United States District Court, E.D. California

April 4, 2014

ARCHIE CRANFORD, Plaintiff,
v.
ANGELA BADAGON, et al., Defendants.

ORDER GRANTING DEFENDANTS' MOTION TO COMPEL DISCOVERY RESPONSES (ECF No. 46)

BARBARA A. McAULIFFE, Magistrate Judge.

I. Background

Plaintiff Archie Cranford ("Plaintiff") is a civil detainee proceeding pro se and in forma pauperis in this civil rights action pursuant to 42 U.S.C. § 1983. This action proceeds against Defendant Balcagon for excessive force in violation of the Fourteenth Amendment and against Defendants Perryman and Harder for failure to protect in violation of the Fourteenth Amendment.[1]

On March 6, 2014, Defendants Perryman and Harder filed a motion to compel Plaintiff's responses to their Special Interrogatories and their Demands for Identification and Production of Documents, Sets One. (ECF No. 46.) Plaintiff opposed the motion on March 14, 2014. (ECF No. 47.) Defendants did not reply.

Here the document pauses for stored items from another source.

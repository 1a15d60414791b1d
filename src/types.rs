// Copyright 2025-present Harīṣh Tummalachērla
// SPDX-License-Identifier: Apache-2.0

//! The building blocks of the catalog engine.
//!
//! Items come in from the store, get indexed into a snapshot, and flow back
//! out of queries wrapped in one of the result types below. The engine never
//! mutates an item; it only holds read-only copies keyed by identifier.
//!
//! # Invariants
//!
//! - **CatalogItem**: `id` is unique across a snapshot. Two items with the
//!   same id make snapshot construction fail rather than silently shadow.
//!
//! - **Prices**: kept as the strings the store provides. Parse with
//!   [`CatalogItem::effective_price`] or [`parse_price`]; never assume they
//!   are numeric.

use crate::utils::parse_price;
use serde::{Deserialize, Serialize};
use std::fmt;

// =============================================================================
// CATALOG ITEMS
// =============================================================================

/// Promotional classification attached to an item.
///
/// Parsing is case-insensitive. Anything unrecognized is kept verbatim in
/// `Other` so it round-trips through the store untouched.
#[derive(Debug, Clone, PartialEq, Eq, Hash, Serialize, Deserialize)]
#[serde(from = "String", into = "String")]
pub enum DealType {
    Loyalty,
    Sale,
    Promo,
    Clearance,
    None,
    Other(String),
}

impl DealType {
    /// Is this an actual deal (anything except `NONE`)?
    pub fn is_deal(&self) -> bool {
        !matches!(self, DealType::None)
    }

    pub fn as_str(&self) -> &str {
        match self {
            DealType::Loyalty => "LOYALTY",
            DealType::Sale => "SALE",
            DealType::Promo => "PROMO",
            DealType::Clearance => "CLEARANCE",
            DealType::None => "NONE",
            DealType::Other(raw) => raw,
        }
    }
}

impl From<&str> for DealType {
    fn from(raw: &str) -> Self {
        match raw.trim().to_uppercase().as_str() {
            "LOYALTY" => DealType::Loyalty,
            "SALE" => DealType::Sale,
            "PROMO" => DealType::Promo,
            "CLEARANCE" => DealType::Clearance,
            "NONE" => DealType::None,
            _ => DealType::Other(raw.to_string()),
        }
    }
}

impl From<String> for DealType {
    fn from(raw: String) -> Self {
        DealType::from(raw.as_str())
    }
}

impl From<DealType> for String {
    fn from(deal: DealType) -> Self {
        deal.as_str().to_string()
    }
}

impl fmt::Display for DealType {
    fn fmt(&self, f: &mut fmt::Formatter<'_>) -> fmt::Result {
        f.write_str(self.as_str())
    }
}

/// One product in the catalog, as the external store describes it.
#[derive(Debug, Clone, PartialEq, Serialize, Deserialize)]
#[serde(rename_all = "camelCase")]
pub struct CatalogItem {
    pub id: String,
    #[serde(alias = "productName")]
    pub name: String,
    #[serde(default)]
    pub category: String,
    #[serde(default)]
    pub store_name: String,
    /// Base price as provided, e.g. `"$4.99"`.
    #[serde(default)]
    pub price: String,
    #[serde(default, skip_serializing_if = "Option::is_none")]
    pub sale_price: Option<String>,
    #[serde(default, skip_serializing_if = "Option::is_none")]
    pub loyalty_price: Option<String>,
    #[serde(default, skip_serializing_if = "Option::is_none")]
    pub deal_type: Option<DealType>,
    #[serde(default, skip_serializing_if = "Option::is_none")]
    pub availability: Option<String>,
    #[serde(default, skip_serializing_if = "Option::is_none")]
    pub description: Option<String>,
    #[serde(default, skip_serializing_if = "Option::is_none")]
    pub image_url: Option<String>,
    #[serde(default, skip_serializing_if = "Option::is_none")]
    pub product_url: Option<String>,
}

impl CatalogItem {
    /// Minimal item with just the fields the search pipeline reads.
    pub fn new(
        id: impl Into<String>,
        name: impl Into<String>,
        category: impl Into<String>,
        store_name: impl Into<String>,
        price: impl Into<String>,
    ) -> Self {
        Self {
            id: id.into(),
            name: name.into(),
            category: category.into(),
            store_name: store_name.into(),
            price: price.into(),
            sale_price: None,
            loyalty_price: None,
            deal_type: None,
            availability: None,
            description: None,
            image_url: None,
            product_url: None,
        }
    }

    /// Parsed base price, if it is a number.
    pub fn base_price(&self) -> Option<f64> {
        parse_price(&self.price)
    }

    /// Price the shopper actually pays: a non-blank sale price, else the base price.
    ///
    /// A non-blank but unparseable sale price does not fall back to the base
    /// price - the item is treated as unpriced.
    pub fn effective_price(&self) -> Option<f64> {
        match self.sale_price.as_deref() {
            Some(sale) if !sale.trim().is_empty() => parse_price(sale),
            _ => parse_price(&self.price),
        }
    }

    /// Does this item carry a real deal (present and not `NONE`)?
    pub fn has_deal(&self) -> bool {
        self.deal_type.as_ref().is_some_and(DealType::is_deal)
    }
}

// =============================================================================
// QUERY RESULTS
// =============================================================================

/// Which pipeline stage produced the candidate set.
#[derive(Debug, Clone, Copy, PartialEq, Eq, Hash, Serialize, Deserialize)]
#[serde(rename_all = "snake_case")]
pub enum MatchStage {
    /// The query compiled as a pattern and matched item names.
    Regex,
    /// At least one query token hit the inverted index.
    Index,
    /// The query was auto-corrected and the corrected query matched.
    Correction,
    /// Literal substring scan over item names.
    Substring,
}

/// How a query ended up.
///
/// Distinguishes "we refused to run this" from "we ran it and found nothing",
/// which an empty item list alone cannot.
#[derive(Debug, Clone, Copy, PartialEq, Eq, Serialize, Deserialize)]
#[serde(rename_all = "snake_case", tag = "status", content = "stage")]
pub enum QueryStatus {
    /// Empty, too short, too long, or outside the character whitelist.
    Rejected,
    /// Valid query, no stage produced candidates.
    NoMatch,
    /// Candidates came from this stage.
    Matched(MatchStage),
}

/// Result of a search with correction reporting.
#[derive(Debug, Clone, PartialEq, Serialize, Deserialize)]
#[serde(rename_all = "camelCase")]
pub struct CorrectedSearch {
    /// The requested page of ranked items.
    pub items: Vec<CatalogItem>,
    pub original_query: String,
    /// The query that actually ran, when auto-correction kicked in.
    pub corrected_query: Option<String>,
    /// Every correction considered, deduplicated, at most five.
    pub suggestions: Vec<String>,
    pub status: QueryStatus,
}

impl CorrectedSearch {
    pub(crate) fn rejected(query: &str) -> Self {
        Self {
            items: Vec::new(),
            original_query: query.to_string(),
            corrected_query: None,
            suggestions: Vec::new(),
            status: QueryStatus::Rejected,
        }
    }
}

/// One row of a store ranking by keyword occurrences.
#[derive(Debug, Clone, PartialEq, Eq, Serialize, Deserialize)]
#[serde(rename_all = "camelCase")]
pub struct StoreRank {
    /// 1-based position.
    pub rank: usize,
    pub store_name: String,
    pub occurrences: usize,
}

/// A tracked query and how many times it was searched.
#[derive(Debug, Clone, PartialEq, Eq, Serialize, Deserialize)]
pub struct KeywordCount {
    pub keyword: String,
    pub count: u64,
}

// =============================================================================
// ANALYTICS REQUESTS
// =============================================================================

/// Filters for a side-by-side price comparison.
#[derive(Debug, Clone, Default, PartialEq, Serialize, Deserialize)]
#[serde(rename_all = "camelCase", default)]
pub struct CompareRequest {
    /// Case-insensitive category match; `None` means any category.
    pub category: Option<String>,
    /// Inclusive `(min, max)` bounds on the effective price.
    pub price_range: Option<(f64, f64)>,
    /// Exact store names; empty means every store.
    pub stores: Vec<String>,
    /// Keep only items whose availability reads "In-stock".
    pub in_stock_only: bool,
    /// Keep only items with a real deal.
    pub sale_only: bool,
}

/// Shopper profile for store recommendations.
#[derive(Debug, Clone, Default, PartialEq, Eq, Serialize, Deserialize)]
#[serde(rename_all = "camelCase", default)]
pub struct RecommendRequest {
    pub preferred_store: Option<String>,
    pub product_needs: Vec<String>,
    pub loyalty_member: bool,
}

The motion is deemed submitted. Local Rule 230(l).

II. Motion to Compel Discovery

On October 25, 2013, Defendant Perryman and Defendant Harder each served Plaintiff with a Demand for Identification and Production of Documents, Set One. On November 12, 2013, Defendant Perryman and Defendant Harder each served Plaintiff with Special Interrogatories, Set One. Plaintiff did not respond. On December 11, 2013, and January 13, 2014, Defendants' counsel sent a meet and confer letter to Plaintiff asking that he respond within ten days of each letter. Plaintiff did not respond to the letters. (ECF No. 46-1, Declaration of Andreas O. Garza, ¶¶ 3-6 and Exs. A, B and C.)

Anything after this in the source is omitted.